Now, expand the expression:

\[ \frac{(x^2 + 2xh + h^2) - x^2}{h} = \frac{2xh + h^2}{h} \]

Finally, simplify:

\[ 2x + h \]

Thus, the difference quotient for \( f(x) = x^2 \) is \( 2x + h \). As \( h \) approaches zero, this expression becomes the derivative \( 2x \), which is the instantaneous rate of change of \( f(x) = x^2 \) at any point \( x \).

Let's calculate the difference quotient for \( f(x) = x^3 \):

\[ \frac{f(x+h) - f(x)}{h} = \frac{(x+h)^3 - x^3}{h} \]

Now, expand the expression:

\[ \frac{(x^3 + 3x^2h + 3xh^2 + h^3) - x^3}{h} = \frac{3x^2h + 3xh^2 + h^3}{h} \]

Finally, simplify:

\[ 3x^2 + 3xh + h^2 \]

Thus, the difference quotient for \( f(x) = x^3 \) is \( 3x^2 + 3xh + h^2 \). As \( h \) approaches zero, the derivative becomes \( 3x^2 \), which is the instantaneous rate of change of \( f(x) = x^3 \) at any point \( x \).

1. Calculate the difference quotient for \( f(x) = 2x^2 + 3x \):

Write the difference quotient expression, expand it, and simplify.

2. Find the difference quotient for \( f(x) = \sin(x) \):

Write the difference quotient expression and simplify it for the sine function.

3. What happens to the difference quotient as \( h \) approaches zero? Provide an explanation.

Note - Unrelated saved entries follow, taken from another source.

//! Event Engine module
//!
//! Generic state machine infrastructure: states with transition functions,
//! effect invocations with a processing queue and a dispatcher which runs
//! and cancels the corresponding effects.

use async_channel::Sender;
use log::{debug, error};
use spin::RwLock;

use crate::core::Runtime;

use std::sync::Arc;

#[doc(inline)]
pub(crate) use effect::Effect;
pub(crate) mod effect;

#[doc(inline)]
pub(crate) use effect_dispatcher::EffectDispatcher;
pub(crate) mod effect_dispatcher;

#[doc(inline)]
pub(crate) use effect_handler::EffectHandler;
pub(crate) mod effect_handler;

#[doc(inline)]
pub(crate) use effect_invocation::EffectInvocation;
pub(crate) mod effect_invocation;

#[doc(inline)]
pub(crate) use event::Event;
pub(crate) mod event;

#[doc(inline)]
pub(crate) use state::State;
pub(crate) mod state;

#[doc(inline)]
pub(crate) use transition::Transition;
pub(crate) mod transition;

#[doc(inline)]
pub(crate) use cancel::CancellationTask;
pub(crate) mod cancel;

/// State machine's event engine.
///
/// [`EventEngine`] manages the current system state and processes events
/// which may move the system into a new state, dispatching the effect
/// invocations produced by each transition.
pub(crate) struct EventEngine<S, EH, EF, EI>
where
    S: State<Invocation = EI> + Send + Sync,
    EH: EffectHandler<EI, EF>,
    EF: Effect<Invocation = EI>,
    EI: EffectInvocation<Effect = EF> + Send + Sync,
{
    /// Effects dispatcher.
    ///
    /// Dispatcher responsible for effect invocations processing.
    effect_dispatcher: Arc<EffectDispatcher<EH, EF, EI>>,

    /// `Effect invocation` submission channel.
    ///
    /// Channel used to submit invocations for new effect executions.
    effect_dispatcher_channel: Sender<EI>,

    /// Current event engine state.
    current_state: RwLock<S>,

    /// Whether the event engine is still active.
    ///
    /// The flag drops on termination (unsubscribe all / client destruction)
    /// after which events are not processed anymore.
    active: RwLock<bool>,
}

impl<S, EH, EF, EI> EventEngine<S, EH, EF, EI>
where
    S: State<Invocation = EI> + Send + Sync + 'static,
    EH: EffectHandler<EI, EF> + Send + Sync + 'static,
    EF: Effect<Invocation = EI> + 'static,
    EI: EffectInvocation<Effect = EF> + Send + Sync + 'static,
{
    /// Create an [`EventEngine`] with initial state for the state machine.
    pub fn new<R>(handler: EH, state: S, runtime: R) -> Arc<Self>
    where
        R: Runtime + 'static,
    {
        let (channel_tx, channel_rx) = async_channel::bounded::<EI>(100);
        let effect_dispatcher = Arc::new(EffectDispatcher::new(handler, channel_rx));

        let engine = Arc::new(EventEngine {
            effect_dispatcher,
            effect_dispatcher_channel: channel_tx,
            current_state: RwLock::new(state),
            active: RwLock::new(true),
        });

        engine.start(runtime);

        engine
    }

    /// Retrieve the current engine state.
    ///
    /// > Note: Code actually used in tests.
    #[allow(dead_code)]
    pub(crate) fn current_state(&self) -> S {
        (*self.current_state.read()).clone()
    }

    /// Process an external event.
    ///
    /// Runs the current state's transition function and performs the
    /// required transition if the event is expected in this state.
    pub fn process(&self, event: &<EI as EffectInvocation>::Event) {
        if !*self.active.read() {
            debug!("Can't process events because the event engine is not active.");
            return;
        }

        debug!("Processing event: {}", event.id());

        let transition = {
            let state = self.current_state.read();
            state.transition(event)
        };

        match transition {
            Some(transition) => self.process_transition(transition),
            None => debug!("Event '{}' ignored in the current state", event.id()),
        }
    }

    /// Process a transition.
    ///
    /// The target state is installed before any of the transition
    /// invocations are dispatched, so effects always observe the
    /// post-transition state.
    fn process_transition(&self, transition: Transition<S, EI>) {
        if !*self.active.read() {
            debug!("Can't process transition because the event engine is not active.");
            return;
        }

        {
            let mut writable_state = self.current_state.write();
            *writable_state = transition.state;
        }

        transition.invocations.into_iter().for_each(|invocation| {
            if let Err(err) = self.effect_dispatcher_channel.send_blocking(invocation) {
                error!("Unable to dispatch invocation: {err:?}");
            }
        });
    }

    /// Start the state machine.
    fn start<R>(self: &Arc<Self>, runtime: R)
    where
        R: Runtime + 'static,
    {
        let engine = self.clone();

        self.effect_dispatcher.start(
            move |events| events.iter().for_each(|event| engine.process(event)),
            runtime,
        );
    }

    /// Stop the state machine using a specific invocation.
    ///
    /// The provided invocation should respond with `true` to the
    /// `is_terminating` method call.
    pub fn stop(&self, invocation: EI) {
        {
            *self.active.write() = false;
        }

        if let Err(err) = self.effect_dispatcher_channel.send_blocking(invocation) {
            error!("Unable to dispatch invocation: {err:?}");
        }
    }
}

#[cfg(test)]
mod should {
    use super::*;
    use crate::providers::futures_tokio::RuntimeTokio;

    #[derive(Debug, Clone, PartialEq)]
    enum TestState {
        NotStarted,
        Started,
        InProgress,
        Completed,
    }

    impl State for TestState {
        type Invocation = TestInvocation;

        fn enter(&self) -> Option<Vec<Self::Invocation>> {
            matches!(self, Self::Started).then(|| vec![TestInvocation::One])
        }

        fn exit(&self) -> Option<Vec<Self::Invocation>> {
            matches!(self, Self::Started).then(|| vec![TestInvocation::Two])
        }

        fn transition(
            &self,
            event: &<Self::Invocation as EffectInvocation>::Event,
        ) -> Option<Transition<Self, Self::Invocation>> {
            match event {
                TestEvent::One => {
                    if matches!(self, Self::NotStarted) {
                        Some(self.transition_to(Self::Started, None))
                    } else if matches!(self, Self::Completed) {
                        Some(
                            self.transition_to(
                                Self::NotStarted,
                                Some(vec![TestInvocation::Three]),
                            ),
                        )
                    } else {
                        None
                    }
                }
                TestEvent::Two => matches!(self, Self::Started)
                    .then(|| self.transition_to(Self::InProgress, None)),
                TestEvent::Three => matches!(self, Self::InProgress).then(|| {
                    self.transition_to(Self::Completed, Some(vec![TestInvocation::One]))
                }),
            }
        }
    }

    enum TestEvent {
        One,
        Two,
        Three,
    }

    impl Event for TestEvent {
        fn id(&self) -> &str {
            match self {
                TestEvent::One => "EVENT_ONE",
                TestEvent::Two => "EVENT_TWO",
                TestEvent::Three => "EVENT_THREE",
            }
        }
    }

    #[derive(Debug, PartialEq)]
    enum TestEffect {
        One,
        Two,
        Three,
    }

    #[async_trait::async_trait]
    impl Effect for TestEffect {
        type Invocation = TestInvocation;

        fn name(&self) -> String {
            match self {
                Self::One => "EFFECT_ONE",
                Self::Two => "EFFECT_TWO",
                Self::Three => "EFFECT_THREE",
            }
            .into()
        }

        fn id(&self) -> String {
            self.name()
        }

        async fn run(&self) -> Vec<TestEvent> {
            vec![]
        }

        fn cancel(&self) {
            // Test effects can't be cancelled.
        }
    }

    enum TestInvocation {
        One,
        Two,
        Three,
        Terminate,
    }

    impl EffectInvocation for TestInvocation {
        type Effect = TestEffect;
        type Event = TestEvent;

        fn id(&self) -> &str {
            match self {
                Self::One => "EFFECT_ONE_INVOCATION",
                Self::Two => "EFFECT_TWO_INVOCATION",
                Self::Three => "EFFECT_THREE_INVOCATION",
                Self::Terminate => "TERMINATE",
            }
        }

        fn is_managed(&self) -> bool {
            matches!(self, Self::Two | Self::Three)
        }

        fn is_cancelling(&self) -> bool {
            false
        }

        fn cancelling_effect(&self, _effect: &Self::Effect) -> bool {
            false
        }

        fn is_terminating(&self) -> bool {
            matches!(self, Self::Terminate)
        }
    }

    struct TestEffectHandler {}

    impl EffectHandler<TestInvocation, TestEffect> for TestEffectHandler {
        fn create(&self, invocation: &TestInvocation) -> Option<TestEffect> {
            match invocation {
                TestInvocation::One => Some(TestEffect::One),
                TestInvocation::Two => Some(TestEffect::Two),
                TestInvocation::Three => Some(TestEffect::Three),
                TestInvocation::Terminate => None,
            }
        }
    }

    fn event_engine(
        state: TestState,
    ) -> Arc<EventEngine<TestState, TestEffectHandler, TestEffect, TestInvocation>> {
        EventEngine::new(TestEffectHandler {}, state, RuntimeTokio)
    }

    #[tokio::test]
    async fn set_initial_state() {
        let engine = event_engine(TestState::NotStarted);
        assert!(matches!(engine.current_state(), TestState::NotStarted));
    }

    #[tokio::test]
    async fn transit_to_new_state() {
        let engine = event_engine(TestState::NotStarted);
        engine.process(&TestEvent::One);
        assert!(matches!(engine.current_state(), TestState::Started));
    }

    #[tokio::test]
    async fn transit_between_states() {
        let engine = event_engine(TestState::NotStarted);

        engine.process(&TestEvent::One);
        assert!(matches!(engine.current_state(), TestState::Started));

        engine.process(&TestEvent::Two);
        assert!(matches!(engine.current_state(), TestState::InProgress));

        engine.process(&TestEvent::Three);
        assert!(matches!(engine.current_state(), TestState::Completed));

        engine.process(&TestEvent::One);
        assert!(matches!(engine.current_state(), TestState::NotStarted));
    }

    #[tokio::test]
    async fn not_transit_for_unexpected_event() {
        let engine = event_engine(TestState::NotStarted);

        engine.process(&TestEvent::One);
        assert!(matches!(engine.current_state(), TestState::Started));

        engine.process(&TestEvent::Three);
        assert!(matches!(engine.current_state(), TestState::Started));
    }

    #[tokio::test]
    async fn not_process_events_after_stop() {
        let engine = event_engine(TestState::NotStarted);

        engine.stop(TestInvocation::Terminate);
        engine.process(&TestEvent::One);

        assert!(matches!(engine.current_state(), TestState::NotStarted));
    }
}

The difference quotient is a fundamental concept in calculus that helps us understand how functions change. It is the average rate of change of a function over an interval, and as the interval becomes infinitesimally small (\( h \to 0 \)), it gives us the derivative of the function. Understanding the difference quotient allows us to compute derivatives, which are essential in many areas of mathematics and science.